### Data to examine:
--- --- ---

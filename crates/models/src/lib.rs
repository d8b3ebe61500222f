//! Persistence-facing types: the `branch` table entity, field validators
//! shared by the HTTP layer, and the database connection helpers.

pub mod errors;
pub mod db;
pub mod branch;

--- --- ---

### Work task:
Each record above should be restated word for word.

### Result for this task:
filename crates/models/src/lib.rs
repository d8b3ebe61500222f
//! Persistence-facing types: the `branch` table entity, field validators
//! shared by the HTTP layer, and the database connection helpers.

pub mod errors;
pub mod db;
pub mod branch;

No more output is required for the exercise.